True guilt is a gift. Strange as it may sound, guilt motivates us to redress a wrong, confess our sin, seek forgiveness, and restore our relationships with God and our neighbor. It drives us towards a remedy. It reminds us of our great need for Christ to die on the cross for our sins, and how much it cost Him to bear our great guilt there. It teaches us to say, “I was wrong–I wounded you–please forgive me” in our personal relationships. It is the precursor to repentance, sought-and-found forgiveness, and a fresh start.
When we give up justifying our sins, and confess our sin to God, we end up being a once-again justified sinner and feel once more the joy of full forgiveness. True guilt is therefore always resolvable through confession, forgiveness, and restitution.
False guilt, on the other hand, is vague and unspecific. We just feel bad for no reason. We believe we are bad even when we do well. With nothing specific to address, with no resolution or restitution we can make, it just lingers and cripples our soul. It poisons every joy. Most people learn this in addicted, shaming, sick families where their parents needed to be right all the time so the kids therefore had to be wrong all the time. Nothing was ever good enough. Even when they were right they were wrong.
False guilt is toxic. It has nothing to do with God. It is about us condemning ourselves for failing ourselves. So we self-shame and self-punish ourselves. It involves a tyrannical conscience that cannot accept God’s forgiveness and which grants no mercy. This inner tyrant throws out the cross of Christ and demands we satisfy its insatiable demands. It usurps God’s place and requires even more than God Himself!
False guilt is a curse. It blocks what is good and deepens us in what is bad. We feel trapped and jailed, and resort to forbidden pleasures to protest the straight-jacket wrapped around us. False guilt therefore leads to a multiplying of true guilt. If I feel bad, I might as well act bad. If I feel rejected by God, I might as well deserve it.
In the end, we totally numb our conscience to escape it’s impossible-to-please demands and begin to give ourselves permission to indulge every kind of wickedness imaginable.
The resolution of false guilt is therefore harder. We drag this inner, self-absorbed, shaming tyrant-of-a-conscience kicking and screaming to God, confess any known wrongs, and require it to hear God’s judicial pronouncement over us: forgiven, clean, and righteous in Jesus Christ!
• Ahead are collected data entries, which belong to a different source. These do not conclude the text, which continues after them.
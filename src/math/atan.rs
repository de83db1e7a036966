/*
 * // Copyright (c) Radzivon Bartoshyk 6/2025. All rights reserved.
 * //
 * // Redistribution and use in source and binary forms, with or without modification,
 * // are permitted provided that the following conditions are met:
 * //
 * // 1.  Redistributions of source code must retain the above copyright notice, this
 * // list of conditions and the following disclaimer.
 * //
 * // 2.  Redistributions in binary form must reproduce the above copyright notice,
 * // this list of conditions and the following disclaimer in the documentation
 * // and/or other materials provided with the distribution.
 * //
 * // 3.  Neither the name of the copyright holder nor the names of its
 * // contributors may be used to endorse or promote products derived from
 * // this software without specific prior written permission.
 * //
 * // THIS SOFTWARE IS PROVIDED BY THE COPYRIGHT HOLDERS AND CONTRIBUTORS "AS IS"
 * // AND ANY EXPRESS OR IMPLIED WARRANTIES, INCLUDING, BUT NOT LIMITED TO, THE
 * // IMPLIED WARRANTIES OF MERCHANTABILITY AND FITNESS FOR A PARTICULAR PURPOSE ARE
 * // DISCLAIMED. IN NO EVENT SHALL THE COPYRIGHT HOLDER OR CONTRIBUTORS BE LIABLE
 * // FOR ANY DIRECT, INDIRECT, INCIDENTAL, SPECIAL, EXEMPLARY, OR CONSEQUENTIAL
 * // DAMAGES (INCLUDING, BUT NOT LIMITED TO, PROCUREMENT OF SUBSTITUTE GOODS OR
 * // SERVICES; LOSS OF USE, DATA, OR PROFITS; OR BUSINESS INTERRUPTION) HOWEVER
 * // CAUSED AND ON ANY THEORY OF LIABILITY, WHETHER IN CONTRACT, STRICT LIABILITY,
 * // OR TORT (INCLUDING NEGLIGENCE OR OTHERWISE) ARISING IN ANY WAY OUT OF THE USE
 * // OF THIS SOFTWARE, EVEN IF ADVISED OF THE POSSIBILITY OF SUCH DAMAGE.
 */
use crate::approx::{Approx, Bits};
use crate::defaults::ERROR_BITS;
use crate::dyadic::{Dyadic, ilog2_big};
use crate::extended::Extended;
use crate::math::series::{abpq, taylor_a};
use crate::math::sqrt::sqrt_a;
use num_bigint::BigInt;
use num_rational::BigRational;
use num_traits::{One, Zero};

fn odd_recips(res: i64) -> impl Iterator<Item = Approx> {
    (0u64..).map(move |n| {
        Approx::from_bigint(BigInt::from(2 * n + 1))
            .set_mb(res)
            .recip()
    })
}

fn half_angle(res: i64, one: &Approx, x: &Approx) -> Approx {
    let den = one + &sqrt_a(res + ERROR_BITS, &(one + &x.sqr()));
    (x / &den).bound_error_term()
}

/// Arc tangent at `res` bits of working precision, by the half-angle
/// reduction `atan x = 2 atan(x / (1 + sqrt(1 + x²)))` and the odd series.
pub fn atan_a(res: i64, a: &Approx) -> Approx {
    if a.is_bottom() {
        return Approx::Bottom;
    }
    let res = res.max(8);
    let r = match a.significance() {
        Bits::Finite(x) => res.min(x.max(4)),
        _ => res,
    };
    let k = ((r as u64).isqrt() as i64 / 2).clamp(0, 2);
    let one = Approx::one().set_mb(res + 2 * ERROR_BITS);
    let mut x = a.set_mb(res + 2 * ERROR_BITS);
    let mut applied = 0i64;
    for _ in 0..k {
        x = half_angle(res, &one, &x);
        applied += 1;
    }
    // keep the series ratio under control for arguments the planned
    // reduction count left too large
    let half = Dyadic::new(BigInt::one(), -1);
    let mut extra = 0;
    while extra < 2 {
        match x.abs().upper() {
            Extended::Finite(u) if u > half => {
                x = half_angle(res, &one, &x);
                applied += 1;
                extra += 1;
            }
            _ => break,
        }
    }
    if x.is_bottom() {
        return Approx::Bottom;
    }
    if let Extended::Finite(u) = x.abs().upper() {
        if u > Dyadic::new(BigInt::from(3), -2) {
            // a wide interval that no reduction can shrink; atan is
            // bounded by ±π/2 regardless
            return Approx::Finite {
                mb: a.mbound().max(2),
                m: BigInt::zero(),
                e: BigInt::from(2),
                s: 0,
            };
        }
    }
    let t = &x * &taylor_a(res + ERROR_BITS, odd_recips(res + ERROR_BITS), &(-&x.sqr()));
    t.scale(applied).bound_error_term()
}

/// Binary splitting evaluation of the arc tangent series for exact dyadic
/// arguments below one half, kept for very high precision work.
pub fn atan_binary_splitting_a(res: i64, a: &Approx) -> Approx {
    let (mb, m, e, s) = match a {
        Approx::Bottom => return Approx::Bottom,
        Approx::Finite { mb, m, e, s } => (*mb, m, e, *s),
    };
    if !e.is_zero() {
        let lo = Approx::from_dyadic_mb(mb, a.lower().finite());
        let up = Approx::from_dyadic_mb(mb, a.upper().finite());
        return atan_binary_splitting_a(res, &lo)
            .union_a(&atan_binary_splitting_a(res, &up))
            .bound_error_term();
    }
    if m.is_zero() {
        return Approx::zero();
    }
    let lg = s + ilog2_big(m);
    if lg >= -1 {
        return atan_a(res, a);
    }
    let per = (-2 * lg - 1).max(1);
    let n = (res / per + 3).max(2) as u64;
    let m2 = -(m * m);
    let shift = (-2 * s) as usize;
    let one_f = |_: u64| BigInt::one();
    let b_f = |k: u64| BigInt::from(2 * k + 1);
    let p_f = |k: u64| if k == 0 { BigInt::one() } else { m2.clone() };
    let q_f = |k: u64| {
        if k == 0 {
            BigInt::one()
        } else {
            BigInt::one() << shift
        }
    };
    let tup = abpq(&one_f, &b_f, &p_f, &q_f, 0, n);
    let ratio = BigRational::new(tup.t, &tup.b * &tup.q);
    let v = Approx::to_approx(res + 4, &ratio)
        .add_error(&Dyadic::new(BigInt::one(), -(res + 1)));
    (&Approx::from_dyadic_mb(res + 4, &Dyadic::new(m.clone(), s)) * &v).bound_error_term()
}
When the tyrant spurns God’s higher verdict, we enforce the Supreme Court ruling and insist that this lower court comply with heaven’s verdict until it backs down and releases us unconditionally. It can be quiet a bloody battle!
In other words, the solution involves pleading the blood sacrifice of Christ against all of our offenses. It involves standing on some very specific promises of God to forgive sinners. It is based on the fact that Jesus Christ has already been punished for everything we’ve done, are doing now, and ever will do. And therefore God is completely and forever satisfied with His offering for us. So we, and our conscience, can be satisfied, too.
Instead of giving ground to the tyrant, we refuse to back down or concede this contested point. And when we stand firm fifty times, the tyrant begins to be tamed and its screams die down. And when we stand our ground on God’ s promise five-hundred times, we begin to feel deep within like a truly forgiven sinner. And when we’ve stood firm on our justified status five-thousand times, the tyrant will have become a whimpering shadow and we will then be able to help others in their battle with false guilt.
How’s the battle with false guilt going in your life?